Exercise: For each line in the data that includes "AddTracksRequest", make a copy.

Entries taken from a collection:
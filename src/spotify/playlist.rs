use std::time::Duration;

use reqwest::{Client, StatusCode};
use tokio::time::sleep;

use crate::{
    config, error,
    management::TokenManager,
    types::{AddTracksRequest, AddTracksResponse, CreatePlaylistRequest, CreatePlaylistResponse},
};

/// Creates a new private playlist for the given user.
///
/// The playlist is always created with `public: false` and
/// `collaborative: false`; the converter never publishes playlists. The
/// response carries the playlist ID for track insertion and the
/// `external_urls.spotify` link shown to the user as the conversion result.
///
/// # Authentication
///
/// Uses the stored token manager for authentication. If no valid token is
/// found, the function terminates the program with an error message
/// directing the user to authenticate.
pub async fn create(
    user_id: &str,
    name: String,
    description: String,
) -> Result<CreatePlaylistResponse, reqwest::Error> {
    let api_url = format!(
        "{uri}/users/{user_id}/playlists",
        uri = &config::spotify_apiurl(),
        user_id = user_id
    );

    let body = CreatePlaylistRequest {
        name,
        description,
        public: false,
        collaborative: false,
    };

    let mut token_mgr = match TokenManager::load().await {
        Ok(manager) => manager,
        Err(e) => {
            error!(
                "Failed to load token. Please run plportcli auth\n Error: {}",
                e
            );
        }
    };

    loop {
        let client = Client::new();
        let token = token_mgr.get_valid_token().await;
        let response = client
            .post(&api_url)
            .bearer_auth(token)
            .json(&body)
            .send()
            .await;

        let response = match response {
            Ok(resp) => match resp.error_for_status() {
                Ok(valid_response) => valid_response,
                Err(err) => {
                    if let Some(status) = err.status() {
                        if status == StatusCode::BAD_GATEWAY {
                            sleep(Duration::from_secs(10)).await;
                            continue; // retry
                        }
                    }
                    return Err(err); // propagate other errors
                }
            },
            Err(err) => {
                return Err(err);
            } // network or reqwest error
        };

        let json = response.json::<CreatePlaylistResponse>().await?;
        return Ok(json);
    }
}

/// Adds a batch of track URIs to a playlist.
///
/// The Spotify Web API accepts at most 100 URIs per call; the caller chunks
/// the matched URIs and invokes this once per chunk, preserving scrape
/// order across calls.
pub async fn add_tracks(
    playlist_id: String,
    uris: Vec<String>,
) -> Result<AddTracksResponse, reqwest::Error> {
    let api_url = format!(
        "{uri}/playlists/{playlist_id}/tracks",
        uri = &config::spotify_apiurl(),
        playlist_id = playlist_id
    );

    let body = AddTracksRequest { uris };

    let mut token_mgr = match TokenManager::load().await {
        Ok(manager) => manager,
        Err(e) => {
            error!(
                "Failed to load token. Please run plportcli auth\n Error: {}",
                e
            );
        }
    };

    loop {
        let client = Client::new();
        let token = token_mgr.get_valid_token().await;
        let response = client
            .post(&api_url)
            .bearer_auth(token)
            .json(&body)
            .send()
            .await;

        let response = match response {
            Ok(resp) => match resp.error_for_status() {
                Ok(valid_response) => valid_response,
                Err(err) => {
                    if let Some(status) = err.status() {
                        if status == StatusCode::BAD_GATEWAY {
                            sleep(Duration::from_secs(10)).await;
                            continue; // retry
                        }
                    }
                    return Err(err); // propagate other errors
                }
            },
            Err(err) => {
                return Err(err);
            } // network or reqwest error
        };

        let json = response.json::<AddTracksResponse>().await?;
        return Ok(json);
    }
}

Output for this task:
    types::{AddTracksRequest, AddTracksResponse, CreatePlaylistRequest, CreatePlaylistResponse},
    let body = AddTracksRequest { uris };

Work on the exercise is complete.